Source: Threat Intelligence Report 2025, Nokia.
- Nokia has just published its latest Threat Intelligence Report
- It reveals the worrying extent of the cybersecurity challenges facing telcos around the world
Cyberattacks, data breaches and other security incidents are the bane of telcos’ lives, with recent examples including the cybersecurity breach at SK Telecom, which continues to suffer the repercussions on its business to this day.
SK Telecom’s experience should serve as a warning to the global telco community, as Nokia’s 11th annual Threat Intelligence Report shows: The new report’s findings are pretty alarming for the telecom sector as the rate of cyberattacks and other network intrusions grows.
Indeed, the Finnish vendor reports that cyberattackers are “increasingly penetrating core telecom infrastructure undetected”, while distributed denial of service (DDoS) attacks have “surged to new extremes, powered by compromised home internet connections”.
It describes how attackers have stepped up their intrusions into core networks, in some cases reaching sensitive systems, such as subscriber data and lawful interception platforms, as seen in the high-profile Salt Typhoon case.
Indeed, major hacking outfit Salt Typhoon has gained notoriety for breaching multiple major US telco networks, but also seems to be active in a number of countries and to be targeting companies across multiple industry sectors.
“They often hide in plain sight by abusing trusted tools, unpatched devices and misconfigurations,” the Nokia report says.
In particular, 63% of operators faced at least one “living off the land” attack last year, and 32% saw four or more. These types of attacks are where adversaries use legitimate tools and deep knowledge of telecom technologies to blend in and evade detection.
Meanwhile, what Nokia describes as “terabit-scale” DDoS attacks are now a “daily reality, up from once every five days in 2024, and gigabit residential broadband connectivity is amplifying the dangers”.

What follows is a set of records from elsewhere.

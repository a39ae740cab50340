use rand::SeedableRng;
use rand::rngs::SmallRng;

use super::geometry::Point;
use super::layout::Layout;
use super::path::{PathAnimator, path_edge_set};
use super::scene::Scene;
use super::traffic::TrafficAnimator;
use super::types::Packet;
use crate::config::{AnimationConfig, ViewerConfig};
use crate::data::Network;

const DEFAULT_DT: f32 = 0.016;
const MAX_DT: f64 = 0.05;

#[derive(Clone, Debug, Default)]
pub struct ViewTransform {
	pub x: f64,
	pub y: f64,
	pub k: f64,
}

#[derive(Clone, Debug, Default)]
pub struct DragState {
	pub active: bool,
	pub node: Option<usize>,
	pub start: Point,
	pub node_start: Point,
}

#[derive(Clone, Debug, Default)]
pub struct PanState {
	pub active: bool,
	pub start: Point,
	pub transform_start: Point,
}

/// Everything one mounted canvas needs: layout, scene, both animators and
/// the view. Driven by [`NetworkViewState::tick`] once per frame.
pub struct NetworkViewState {
	pub layout: Layout,
	pub scene: Scene,
	pub traffic: Option<TrafficAnimator>,
	pub path: PathAnimator,
	pub transform: ViewTransform,
	pub drag: DragState,
	pub pan: PanState,
	pub width: f64,
	pub height: f64,
	animation: AnimationConfig,
	rng: SmallRng,
	clock: Option<f64>,
	/// Run requested before the first frame; started by the next tick.
	queued_run: bool,
}

impl NetworkViewState {
	pub fn new(network: &Network, config: &ViewerConfig, width: f64, height: f64, seed: u64) -> Self {
		let topology = &network.topology;
		let layout = Layout::new(topology, &config.layout, Point::new(width / 2.0, height / 2.0));
		let scene = Scene::build(topology, layout.positions());
		let path = PathAnimator::new(
			path_edge_set(topology, &network.best_path.path, config.path_order),
			scene.edges().len(),
			config.animation.path.clone(),
		);

		Self {
			layout,
			scene,
			traffic: None,
			path,
			transform: ViewTransform { x: 0.0, y: 0.0, k: 1.0 },
			drag: DragState::default(),
			pan: PanState::default(),
			width,
			height,
			animation: config.animation.clone(),
			rng: SmallRng::seed_from_u64(seed),
			clock: None,
			queued_run: false,
		}
	}

	/// Advance everything to frame time `now` (milliseconds).
	pub fn tick(&mut self, now: f64) {
		let dt = self
			.clock
			.map_or(DEFAULT_DT, |last| ((now - last) / 1000.0).clamp(0.0, MAX_DT) as f32);
		self.clock = Some(now);

		let positions = self.layout.tick(dt);
		self.scene.sync(positions);

		match self.traffic.as_mut() {
			Some(traffic) => traffic.advance(now, &mut self.rng),
			None => {
				self.traffic = Some(TrafficAnimator::start(
					self.scene.handles(),
					self.animation.traffic.clone(),
					now,
					&mut self.rng,
				));
			}
		}

		if std::mem::take(&mut self.queued_run) {
			self.path.trigger(now);
		}
		self.path.advance(now);
	}

	/// Restart the best-path run from the current frame time. Before the
	/// first frame there is no time yet, so the run waits for it.
	pub fn run_path(&mut self) {
		match self.clock {
			Some(now) => self.path.trigger(now),
			None => self.queued_run = true,
		}
	}

	/// True while a run waits for the first frame.
	pub fn run_queued(&self) -> bool {
		self.queued_run
	}

	/// Time of the last frame, zero before the first one.
	pub fn now(&self) -> f64 {
		self.clock.unwrap_or(0.0)
	}

	pub fn background_packets(&self) -> impl Iterator<Item = (Point, f64)> + '_ {
		let now = self.now();
		self.traffic
			.iter()
			.flat_map(|traffic| traffic.packets())
			.filter_map(move |packet| self.place(packet, packet.progress(now)?))
	}

	pub fn path_packets(&self) -> impl Iterator<Item = (Point, f64)> + '_ {
		self.path
			.moving(self.now())
			.filter_map(|(packet, t)| self.place(packet, t))
	}

	fn place(&self, packet: &Packet, t: f64) -> Option<(Point, f64)> {
		let segment = self.scene.segment(packet.edge)?;
		Some((segment.point_at_fraction(t), packet.kind.radius()))
	}

	pub fn screen_to_graph(&self, sx: f64, sy: f64) -> Point {
		Point::new(
			(sx - self.transform.x) / self.transform.k,
			(sy - self.transform.y) / self.transform.k,
		)
	}

	pub fn node_at_position(&self, sx: f64, sy: f64) -> Option<usize> {
		// hit radius is in graph space and scales with zoom like the nodes
		self.layout
			.node_at(self.screen_to_graph(sx, sy), super::style::HIT_RADIUS)
	}

	pub fn begin_drag(&mut self, slot: usize, sx: f64, sy: f64) {
		self.drag = DragState {
			active: true,
			node: Some(slot),
			start: Point::new(sx, sy),
			node_start: self.layout.positions().get(slot).copied().unwrap_or_default(),
		};
	}

	pub fn drag_to(&mut self, sx: f64, sy: f64) {
		let Some(slot) = self.drag.node.filter(|_| self.drag.active) else {
			return;
		};
		let p = Point::new(
			self.drag.node_start.x + (sx - self.drag.start.x) / self.transform.k,
			self.drag.node_start.y + (sy - self.drag.start.y) / self.transform.k,
		);
		self.layout.pin(slot, p);
		self.scene.sync(self.layout.positions());
	}

	pub fn begin_pan(&mut self, sx: f64, sy: f64) {
		self.pan = PanState {
			active: true,
			start: Point::new(sx, sy),
			transform_start: Point::new(self.transform.x, self.transform.y),
		};
	}

	pub fn pan_to(&mut self, sx: f64, sy: f64) {
		if self.pan.active {
			self.transform.x = self.pan.transform_start.x + (sx - self.pan.start.x);
			self.transform.y = self.pan.transform_start.y + (sy - self.pan.start.y);
		}
	}

	pub fn end_gestures(&mut self) {
		self.drag = DragState::default();
		self.pan.active = false;
	}

	/// Zoom by `factor` around screen point `(sx, sy)`.
	pub fn zoom_at(&mut self, sx: f64, sy: f64, factor: f64) {
		let new_k = (self.transform.k * factor).clamp(0.1, 10.0);
		let ratio = new_k / self.transform.k;
		self.transform.x = sx - (sx - self.transform.x) * ratio;
		self.transform.y = sy - (sy - self.transform.y) * ratio;
		self.transform.k = new_k;
	}

	pub fn resize(&mut self, width: f64, height: f64) {
		self.width = width;
		self.height = height;
		self.layout.set_center(Point::new(width / 2.0, height / 2.0));
	}
}

#[cfg(test)]
mod tests {
	use super::*;
	use crate::components::network::types::EdgeHandle;
	use crate::data::loader::parse_network;

	const GRAPH: &str = r#"{
		"start_node": 1, "end_node": 4,
		"nodes": {
			"1": { "id": 1, "type": "PC" },
			"2": { "id": 2, "type": "GATEWAY" },
			"3": { "id": 3, "type": "COMPUTE" },
			"4": { "id": 4, "type": "SERVER" },
			"5": { "id": 5, "type": "STORAGE" }
		},
		"edges": [
			{ "node_a": 1, "node_b": 2 },
			{ "node_a": 3, "node_b": 2 },
			{ "node_a": 3, "node_b": 4 },
			{ "node_a": 5, "node_b": 2 }
		]
	}"#;

	fn state() -> NetworkViewState {
		let network = parse_network("g", GRAPH, "p", r#"{ "path": [1, 2, 3, 4] }"#).unwrap();
		NetworkViewState::new(&network, &ViewerConfig::default(), 800.0, 600.0, 42)
	}

	#[test]
	fn renders_one_visual_per_node_and_edge() {
		let s = state();
		assert_eq!(s.scene.nodes().len(), 5);
		assert_eq!(s.scene.edges().len(), 4);
		assert_eq!(s.path.path_edges().len(), 3);
	}

	#[test]
	fn first_tick_starts_traffic_on_every_edge() {
		let mut s = state();
		assert_eq!(s.background_packets().count(), 0);
		s.tick(1000.0);
		assert_eq!(s.traffic.as_ref().map(|t| t.packets().count()), Some(4));
		assert_eq!(s.background_packets().count(), 4);
		for (_, r) in s.background_packets() {
			assert_eq!(r, 2.0);
		}
	}

	#[test]
	fn packets_sit_on_their_edges() {
		let mut s = state();
		s.tick(0.0);
		for t in (16..2000).step_by(16) {
			s.tick(t as f64);
		}
		let traffic = s.traffic.as_ref().unwrap();
		for packet in traffic.packets() {
			let seg = s.scene.segment(packet.edge).unwrap();
			let t = packet.progress(s.now()).unwrap();
			let p = seg.point_at_fraction(t);
			let along = seg.start.distance(p) + p.distance(seg.end);
			assert!((along - seg.total_length()).abs() < 1e-6);
		}
	}

	#[test]
	fn retrigger_mid_run_restarts_cleanly() {
		let mut s = state();
		s.tick(0.0);
		s.run_path();
		s.tick(1200.0);
		assert!(s.path.is_active(EdgeHandle::new(0)));

		s.tick(1300.0);
		s.run_path();
		assert_eq!(s.path.in_flight().len(), 3);
		for handle in s.scene.handles() {
			assert!(!s.path.is_active(handle));
		}
		assert_eq!(s.path_packets().count(), 1);

		s.tick(1300.0 + 800.0 + 1000.0);
		for handle in s.path.path_edges() {
			assert!(s.path.is_active(*handle));
		}
		assert!(!s.path.is_active(EdgeHandle::new(3)));
		assert_eq!(s.path_packets().count(), 0);
	}

	#[test]
	fn run_before_first_frame_starts_at_that_frame() {
		let mut s = state();
		s.run_path();
		assert!(s.run_queued());
		assert!(s.path.in_flight().is_empty());

		s.tick(250_000.0);
		assert!(!s.run_queued());
		assert_eq!(s.path.runs(), 1);
		assert_eq!(s.path.in_flight().len(), 3);
		assert_eq!(s.path.in_flight()[0].spawned_at, 250_000.0);
		for handle in s.scene.handles() {
			assert!(!s.path.is_active(handle));
		}

		s.tick(250_000.0 + 1000.0);
		assert!(s.path.is_active(EdgeHandle::new(0)));
		assert!(!s.path.is_active(EdgeHandle::new(2)));
	}

	#[test]
	fn self_loop_edge_carries_traffic_in_place() {
		let graph = r#"{
			"nodes": [{ "id": 1, "type": "PC" }, { "id": 2, "type": "SERVER" }],
			"edges": [{ "node_a": 1, "node_b": 1 }, { "node_a": 1, "node_b": 2 }]
		}"#;
		let network = parse_network("g", graph, "p", r#"{ "path": [1, 1, 2] }"#).unwrap();
		let mut s = NetworkViewState::new(&network, &ViewerConfig::default(), 800.0, 600.0, 7);
		for t in 0..60 {
			s.tick(t as f64 * 16.0);
		}
		let looped = s.scene.segment(EdgeHandle::new(0)).unwrap();
		assert_eq!(looped.total_length(), 0.0);
		assert_eq!(looped.start, s.scene.nodes()[0].position);
		assert_eq!(s.background_packets().count(), 2);
		assert_eq!(s.path.path_edges().len(), 2);
	}

	#[test]
	fn zoom_keeps_cursor_point_fixed() {
		let mut s = state();
		let before = s.screen_to_graph(300.0, 200.0);
		s.zoom_at(300.0, 200.0, 1.1);
		let after = s.screen_to_graph(300.0, 200.0);
		assert!((before.x - after.x).abs() < 1e-9 && (before.y - after.y).abs() < 1e-9);
		s.zoom_at(0.0, 0.0, 1000.0);
		assert_eq!(s.transform.k, 10.0);
	}

	#[test]
	fn dragging_pins_the_node() {
		let mut s = state();
		s.tick(0.0);
		let p = s.layout.positions()[2];
		let slot = s.node_at_position(p.x, p.y).unwrap();
		s.begin_drag(slot, p.x, p.y);
		s.drag_to(p.x + 50.0, p.y - 20.0);
		s.end_gestures();
		let moved = s.scene.nodes()[slot].position;
		assert!((moved.x - (p.x + 50.0)).abs() < 1e-3);
		assert!((moved.y - (p.y - 20.0)).abs() < 1e-3);
	}
}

Indeed, a recent report from Netscout also noted that service providers have found themselves the main target of DDoS attacks as threat actors use them as a tool to drive geopolitical cyber warfare – see Telco DDoS threat on the rise amid geopolitical unrest.
The Nokia report adds that DDoS peaks in the 5 Tbit/s to 10 Tbit/s range are the “new normal”, escalating faster than most alert systems can raise alarms.
“Some 78% of DDoS attacks now end within five minutes (up from 44% in 2024), with 37% wrapping up in under two minutes, highlighting the need for rapid detection and mitigation,” the report states.
Alarmingly, it also finds that more than 100 million residential endpoints (4% of the global total) are now available for exploits and the malicious uses of bandwidth.
So what can operators do to fend off this rising wave of malicious and damaging attacks? Use AI and machine learning (ML), of course, with “quantum-safe networking” seen as the “next frontier”.
In terms of AI, while more than 70% of telecom security leaders are said to prioritise AI- and machine learning-based threat analytics, and more than half plan to deploy AI for detection within 18 months, it seems that quantum computing risk “ranks second to last among concerns for network security professionals”.
Meanwhile, telcos are advised to improve internal security measures as well as network hygiene, as insider risk, human error and misconfigurations remain major vulnerabilities.
“Nearly 60% of high-cost breaches stem from insider actions or mistakes, with complex supply chains further increasing exposure to credential misuse, privilege escalation and physical access breaches,” the Nokia report says.
Kal De, senior vice president of product and engineering for cloud and network services at Nokia, urges the telecom sector to “fight back through shared threat intelligence, AI-driven detection and response, and crypto-agility, turning interconnected networks from a vulnerability into a source of resilience”.
Jeff Smith, VP and general manager at Nokia’s Deepfield business, adds that security “should not be an afterthought; rather, DDoS protection must be built into the network itself, ensuring critical network functions continue uninterrupted”.
The Nokia Threat Intelligence Report draws on operational insights from the company’s NetGuard and Deepfield portfolios, data from managed security services operations, research from Nokia Bell Labs, cybersecurity consulting and quantum-safe networking, and insights from “160 global telecom security leaders”.